★ 全く知らなかった世界に近づくことができました。なんて純粋、なんてキラキラした目のビラル。人の生活って一体何なのだろう。盲目のお母さんお父さんのたくましさにも心打たれました。あっという間の90分でした。(高橋典子[料理研究家])

★ 誰のせいでもない運命を受け入れ、笑いながら泣きながらケンカしながら生きているビラルの家族。そのあたりまえのことが、あらためて語りかけてくるような映画でした。インドの中でイスラムの人々が暮らす地域の生活もイキイキと描かれていました!(新井容子[フリーライター])

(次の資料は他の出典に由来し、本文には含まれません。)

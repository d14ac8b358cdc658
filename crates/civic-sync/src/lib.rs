//! Resumable, rate-limited ingestion of civic issue mentions.

pub mod classifier;
pub mod cursor;
pub mod geocode;
pub mod orchestrator;
pub mod stats;

use std::path::{Path, PathBuf};
use std::sync::Arc;
use std::time::Duration;

use anyhow::{Context, Result};
use civic_adapters::{NewsListingAdapter, RedditSearchAdapter};
use civic_core::{Coordinates, TargetCity, DEFAULT_KEYWORDS, DEFAULT_SUBREDDITS};
use civic_storage::{HttpClientConfig, HttpFetcher, IssueStore, MemoryIssueStore, PgIssueStore};
use serde::Deserialize;
use thiserror::Error;
use tokio::task::JoinHandle;
use tokio_cron_scheduler::{Job, JobScheduler};
use tracing::{info, warn};

pub use classifier::{Classification, ClassifyFailure, Classifier, ClassifierConfig, GeminiClient, TextGenerator};
pub use cursor::{Phase, ScrapeCursor};
pub use geocode::{GeoResolution, GeocodeCache, GeocodeError, Geocoder, NominatimGeocoder};
pub use orchestrator::{BatchOrchestrator, BatchRunner, BatchSettings, ItemOutcome, OrchestratorDeps};
pub use stats::{RunGuard, RunStats};

pub const CRATE_NAME: &str = "civic-sync";

#[derive(Debug, Error)]
pub enum ConfigError {
    #[error("keyword vocabulary is empty")]
    EmptyVocabulary,
    #[error("blank entry in {0}")]
    BlankEntry(&'static str),
}

/// Ordered keywords (sweep order) and forum sub-sources.
#[derive(Debug, Clone, PartialEq, Eq, Deserialize)]
pub struct Vocabulary {
    pub keywords: Vec<String>,
    #[serde(default)]
    pub subreddits: Vec<String>,
}

impl Default for Vocabulary {
    fn default() -> Self {
        Self {
            keywords: DEFAULT_KEYWORDS.iter().map(|k| k.to_string()).collect(),
            subreddits: DEFAULT_SUBREDDITS.iter().map(|s| s.to_string()).collect(),
        }
    }
}

impl Vocabulary {
    pub fn new(keywords: Vec<String>, subreddits: Vec<String>) -> Result<Self, ConfigError> {
        let vocabulary = Self {
            keywords,
            subreddits,
        };
        vocabulary.validate()?;
        Ok(vocabulary)
    }

    pub fn validate(&self) -> Result<(), ConfigError> {
        if self.keywords.is_empty() {
            return Err(ConfigError::EmptyVocabulary);
        }
        if self.keywords.iter().any(|k| k.trim().is_empty()) {
            return Err(ConfigError::BlankEntry("keywords"));
        }
        if self.subreddits.iter().any(|s| s.trim().is_empty()) {
            return Err(ConfigError::BlankEntry("subreddits"));
        }
        Ok(())
    }

    pub fn from_yaml_str(yaml: &str) -> Result<Self> {
        let vocabulary: Vocabulary = serde_yaml::from_str(yaml).context("parsing vocabulary yaml")?;
        vocabulary.validate()?;
        Ok(vocabulary)
    }

    pub fn load(path: &Path) -> Result<Self> {
        let text = std::fs::read_to_string(path)
            .with_context(|| format!("reading {}", path.display()))?;
        Self::from_yaml_str(&text).with_context(|| format!("loading {}", path.display()))
    }
}

#[derive(Debug, Clone)]
pub struct PipelineConfig {
    pub database_url: Option<String>,
    pub target_city: TargetCity,
    pub gemini_api_key: Option<String>,
    pub gemini_model: String,
    pub user_agent: String,
    pub http_timeout_secs: u64,
    pub batch_size: usize,
    pub items_per_query: usize,
    pub item_pacing: Duration,
    pub classifier_pacing: Duration,
    pub rate_limit_backoff: Duration,
    pub geocode_pacing: Duration,
    pub scheduler_enabled: bool,
    pub batch_interval: Duration,
    pub vocabulary_path: Option<PathBuf>,
    pub news_listing_url: String,
}

fn env_parse<T: std::str::FromStr>(key: &str, default: T) -> T {
    std::env::var(key)
        .ok()
        .and_then(|v| v.trim().parse().ok())
        .unwrap_or(default)
}

fn env_string(key: &str, default: &str) -> String {
    std::env::var(key).unwrap_or_else(|_| default.to_string())
}

fn env_optional(key: &str) -> Option<String> {
    std::env::var(key).ok().filter(|v| !v.trim().is_empty())
}

impl PipelineConfig {
    pub fn from_env() -> Self {
        let fallback = TargetCity::default();
        let target_city = TargetCity::new(
            env_string("CIVIC_TARGET_CITY", &fallback.name),
            env_string("CIVIC_TARGET_COUNTRY", &fallback.country),
            Coordinates::new(
                env_parse("CIVIC_DEFAULT_LAT", fallback.center.latitude),
                env_parse("CIVIC_DEFAULT_LON", fallback.center.longitude),
            ),
        );
        Self {
            database_url: env_optional("DATABASE_URL"),
            target_city,
            gemini_api_key: env_optional("GEMINI_API_KEY"),
            gemini_model: env_string("GEMINI_MODEL", "gemini-2.0-flash"),
            user_agent: env_string("CIVIC_USER_AGENT", "civic-issues-radar/0.1"),
            http_timeout_secs: env_parse("CIVIC_HTTP_TIMEOUT_SECS", 10),
            batch_size: env_parse("CIVIC_BATCH_SIZE", 3),
            items_per_query: env_parse("CIVIC_ITEMS_PER_QUERY", 3),
            item_pacing: Duration::from_millis(env_parse("CIVIC_ITEM_PACING_MS", 2000)),
            classifier_pacing: Duration::from_millis(env_parse("CIVIC_CLASSIFIER_PACING_MS", 2000)),
            rate_limit_backoff: Duration::from_secs(env_parse("CIVIC_RATE_LIMIT_BACKOFF_SECS", 30)),
            geocode_pacing: Duration::from_millis(env_parse("CIVIC_GEOCODE_PACING_MS", 1000)),
            scheduler_enabled: std::env::var("CIVIC_SCHEDULER_ENABLED")
                .map(|v| matches!(v.as_str(), "1" | "true" | "TRUE" | "True"))
                .unwrap_or(true),
            batch_interval: Duration::from_secs(env_parse("CIVIC_BATCH_INTERVAL_SECS", 600)),
            vocabulary_path: env_optional("CIVIC_VOCABULARY_PATH").map(PathBuf::from),
            news_listing_url: env_string(
                "CIVIC_NEWS_LISTING_URL",
                "https://timesofindia.indiatimes.com/city/mumbai",
            ),
        }
    }

    pub fn vocabulary(&self) -> Result<Vocabulary> {
        match &self.vocabulary_path {
            Some(path) => Vocabulary::load(path),
            None => Ok(Vocabulary::default()),
        }
    }

    pub fn batch_settings(&self) -> BatchSettings {
        BatchSettings {
            batch_size: self.batch_size.max(1),
            items_per_query: self.items_per_query.max(1),
            item_pacing: self.item_pacing,
            ..BatchSettings::default()
        }
    }
}

/// Postgres when `DATABASE_URL` is set (migrations applied), otherwise a
/// process-local store.
pub async fn open_store(config: &PipelineConfig) -> Result<Arc<dyn IssueStore>> {
    match &config.database_url {
        Some(url) => {
            let store = PgIssueStore::connect(url).await?;
            store.migrate().await.context("running issue store migrations")?;
            info!("using postgres issue store");
            Ok(Arc::new(store))
        }
        None => {
            warn!("DATABASE_URL not set, issues are kept in memory only");
            Ok(Arc::new(MemoryIssueStore::new()))
        }
    }
}

/// Wires the production adapters, classifier and geocoder around `store`.
pub fn build_orchestrator(config: &PipelineConfig, store: Arc<dyn IssueStore>) -> Result<BatchOrchestrator> {
    let vocabulary = config.vocabulary()?;
    let http = HttpFetcher::new(HttpClientConfig {
        timeout: Duration::from_secs(config.http_timeout_secs),
        user_agent: Some(config.user_agent.clone()),
        ..Default::default()
    })?;

    if config.gemini_api_key.is_none() {
        warn!("GEMINI_API_KEY not set, every classification will fall back to no issue");
    }
    let generator = GeminiClient::new(&http, config.gemini_api_key.clone(), &config.gemini_model);
    let classifier = Classifier::new(
        Arc::new(generator),
        ClassifierConfig {
            target_city: config.target_city.name.clone(),
            pacing: config.classifier_pacing,
            rate_limit_backoff: config.rate_limit_backoff,
        },
    );
    let geocoder = GeocodeCache::new(
        Arc::new(NominatimGeocoder::new(http.clone())),
        config.target_city.clone(),
        config.geocode_pacing,
    );

    info!(
        city = %config.target_city.name,
        keywords = vocabulary.keywords.len(),
        subreddits = vocabulary.subreddits.len(),
        "pipeline configured"
    );

    Ok(BatchOrchestrator::new(
        vocabulary,
        config.target_city.clone(),
        config.batch_settings(),
        OrchestratorDeps {
            http,
            forum: Arc::new(RedditSearchAdapter::default()),
            news: Arc::new(NewsListingAdapter::new(config.news_listing_url.clone())),
            classifier,
            geocoder,
            store,
        },
    ))
}

/// Periodic trigger: one batch of `runner.default_target()` every `interval`.
pub async fn build_scheduler(runner: Arc<dyn BatchRunner>, interval: Duration) -> Result<JobScheduler> {
    let sched = JobScheduler::new().await.context("creating scheduler")?;
    let job = Job::new_repeated_async(interval, move |_uuid, _lock| {
        let runner = runner.clone();
        Box::pin(async move {
            let processed = runner.run_batch(runner.default_target()).await;
            info!(processed, "scheduled batch finished");
        })
    })
    .context("creating periodic batch job")?;
    sched.add(job).await.context("adding periodic batch job")?;
    Ok(sched)
}

/// Kicks off one batch in the background right after start-up.
pub fn spawn_initial_batch(runner: Arc<dyn BatchRunner>) -> JoinHandle<usize> {
    tokio::spawn(async move {
        info!("starting initial batch in background");
        runner.run_batch(runner.default_target()).await
    })
}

★ 最初観たとき、すごい!と思ったが、二度観たとき さらにすごい!と思った。何度でもひたりたい世界!(来栖真喜子[50代])

★ ビラルの世界は、汚くて、かなり騒々しくて、ごちゃごちゃしていて……、我々の世界と同じでした。あの瞳があれば何かできそうな気がしてきて、自分の目をわざとパチクリさせてみると、少し笑顔になります。(荒井博樹[新聞社勤務])

★ バイタリティーにびっくりしました。喧噪のなか、いろいろ苦難はあるのでしょうが、なんともみんなが人間くさくて、なぜか元気になりました。(齋藤敦子[インターナショナル・スクール勤務])

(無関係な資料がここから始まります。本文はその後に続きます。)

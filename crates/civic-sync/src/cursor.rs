//! Resumable sweep position over keyword vocabulary × sub-source list.

use serde::Serialize;

#[derive(Debug, Clone, Copy, PartialEq, Eq, Default, Serialize)]
#[serde(rename_all = "snake_case")]
pub enum Phase {
    #[default]
    DiscussionForum,
    News,
}

/// Where the next batch picks up. Lives for the process only; a restart
/// begins a fresh sweep and relies on url dedup to skip known items.
#[derive(Debug, Clone, PartialEq, Eq, Default, Serialize)]
pub struct ScrapeCursor {
    pub phase: Phase,
    pub keyword_index: usize,
    pub source_index: usize,
    pub news_keyword_index: usize,
}

impl ScrapeCursor {
    pub fn new() -> Self {
        Self::default()
    }

    /// Current `(keyword, sub_source)` slot of the forum phase. Flips to the
    /// news phase and returns `None` once the forum phase has nothing left.
    pub fn forum_slot(&mut self, keywords: usize, sub_sources: usize) -> Option<(usize, usize)> {
        if self.phase != Phase::DiscussionForum {
            return None;
        }
        if self.keyword_index >= keywords || sub_sources == 0 {
            self.phase = Phase::News;
            return None;
        }
        Some((self.keyword_index, self.source_index))
    }

    /// Inner loop over sub-sources, outer loop over keywords.
    pub fn advance_forum(&mut self, keywords: usize, sub_sources: usize) {
        self.source_index += 1;
        if self.source_index >= sub_sources {
            self.source_index = 0;
            self.keyword_index += 1;
        }
        if self.keyword_index >= keywords {
            self.phase = Phase::News;
        }
    }

    pub fn news_slot(&self, keywords: usize) -> Option<usize> {
        (self.phase == Phase::News && self.news_keyword_index < keywords)
            .then_some(self.news_keyword_index)
    }

    /// Returns true when this advance completed the full cycle and reset the cursor.
    pub fn advance_news(&mut self, keywords: usize) -> bool {
        self.news_keyword_index += 1;
        if self.news_keyword_index >= keywords {
            self.reset();
            return true;
        }
        false
    }

    pub fn reset(&mut self) {
        *self = Self::default();
    }
}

★ 「家族の絆」とはお互いの手触りでの確かめ合いとともに容赦のないお仕置きであり、「友情」とは年上が年下を体を張って守りながら時にはケンカ相手に手加減せず石をぶつけることだったり。その厳しくも美しいリアリティは、我々が貧困層を取材する際に慣用句として使う「貧しい生活の中にある本当の優しさと命の輝き」などといった安っぽいヒューマニズム表現をあざ笑う。直視し続けるのが苦しいほどの過酷な現実を「よく見ろ」と、奇跡のような輝く映像が挑発し続ける。何度も声を上げて大笑いしながら、涙止まらず。劇場を出た後もいつまでも心臓の高鳴りがおさまらなかった。(尾崎竜二[テレビディレクター])

★ 実に強烈で快活で、人間が本来持っている生命力を 五感でまるごと感じる映画でした。(望月政秀[広告代理店アカウントディレクター])

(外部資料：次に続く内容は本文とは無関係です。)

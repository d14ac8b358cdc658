//! Process-wide run counters and the single-batch guard.

use std::sync::atomic::{AtomicBool, AtomicU64, Ordering};
use std::sync::Mutex;

use chrono::{DateTime, Utc};
use civic_core::RunStatsSnapshot;

/// Process-wide run counters plus the one-batch-at-a-time flag.
#[derive(Debug, Default)]
pub struct RunStats {
    total_scraped: AtomicU64,
    total_processed: AtomicU64,
    total_stored: AtomicU64,
    total_duplicates: AtomicU64,
    total_errors: AtomicU64,
    last_run: Mutex<Option<DateTime<Utc>>>,
    is_running: AtomicBool,
}

/// Holds the run flag; dropping it clears the flag on every exit path.
#[derive(Debug)]
pub struct RunGuard<'a> {
    stats: &'a RunStats,
}

impl Drop for RunGuard<'_> {
    fn drop(&mut self) {
        self.stats.is_running.store(false, Ordering::SeqCst);
    }
}

impl RunStats {
    pub fn new() -> Self {
        Self::default()
    }

    /// Sets the run flag, or returns `None` when a batch already holds it.
    pub fn try_begin(&self) -> Option<RunGuard<'_>> {
        self.is_running
            .compare_exchange(false, true, Ordering::SeqCst, Ordering::SeqCst)
            .ok()
            .map(|_| RunGuard { stats: self })
    }

    pub fn is_running(&self) -> bool {
        self.is_running.load(Ordering::SeqCst)
    }

    pub fn mark_last_run(&self, at: DateTime<Utc>) {
        *self.last_run.lock().unwrap_or_else(|e| e.into_inner()) = Some(at);
    }

    pub fn record_scraped(&self) {
        self.total_scraped.fetch_add(1, Ordering::Relaxed);
    }

    pub fn record_processed(&self) {
        self.total_processed.fetch_add(1, Ordering::Relaxed);
    }

    pub fn record_stored(&self) {
        self.total_stored.fetch_add(1, Ordering::Relaxed);
    }

    pub fn record_duplicate(&self) {
        self.total_duplicates.fetch_add(1, Ordering::Relaxed);
    }

    pub fn record_error(&self) {
        self.total_errors.fetch_add(1, Ordering::Relaxed);
    }

    pub fn snapshot(&self) -> RunStatsSnapshot {
        RunStatsSnapshot {
            total_scraped: self.total_scraped.load(Ordering::Relaxed),
            total_processed: self.total_processed.load(Ordering::Relaxed),
            total_stored: self.total_stored.load(Ordering::Relaxed),
            total_duplicates: self.total_duplicates.load(Ordering::Relaxed),
            total_errors: self.total_errors.load(Ordering::Relaxed),
            last_run_timestamp: *self.last_run.lock().unwrap_or_else(|e| e.into_inner()),
            is_running: self.is_running(),
        }
    }
}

★ オーディトリウム渋谷で映画「ビラルの世界」を観てきました。盲目の両親とともにインドのコルカタ(カルカッタ)で暮らす、3歳の少年ビラルの日常を追ったドキュメンタリーです。といっても、涙なくして見られない、とか、なにか教訓的な、とか、そういうふうでなく、大家族の暮らす狭い部屋、雨水のあふれた路地裏、路地の入り組んだスラム街、走り回るネズミ、空の月、といった映像と、子供たちの喧嘩や大人の怒鳴り声、街の喧騒と言った音声のおかげで、インドに、というか文字通り、「ビラルの世界」に、どっぷりと浸った80分でした。宗教の違いを乗り越えて結婚した盲目の両親は、詐欺に会って借金を抱え込んでいるし、一家は貧困の中にいることはたしかだけれども、可哀想、気の毒というよりも、私たちの日常とはかけ離れたようにみえる暮らしにも、人間の生きるところに必ず存在する普遍的な生活があることに気付かされます。ビラルは毎日小さな弟をたたいてはお父さんに怒られるし、お母さんは姑の口煩さに、婚家での生活にうんざりしています。お祭りになれば皆大喜び、新しい服を身につけるのは晴れがましい・・・。人によって、全然違った見方になると思いますが、私にとってはそういう映画でした。上映後、JICAインド事務所に勤務していた方のトークがありました。そこでも、話題に上りましたが、教育で生活は変わります。3歳ですが、ビラルは学校に通い、英語の勉強をしています。インドは、数学教育に秀でたIT大国の側面もあります。10年後、インドは、ビラルはどのようになっているでしょうか。そして、日本は?(岡野淑乃 [慶應大学非常勤講師])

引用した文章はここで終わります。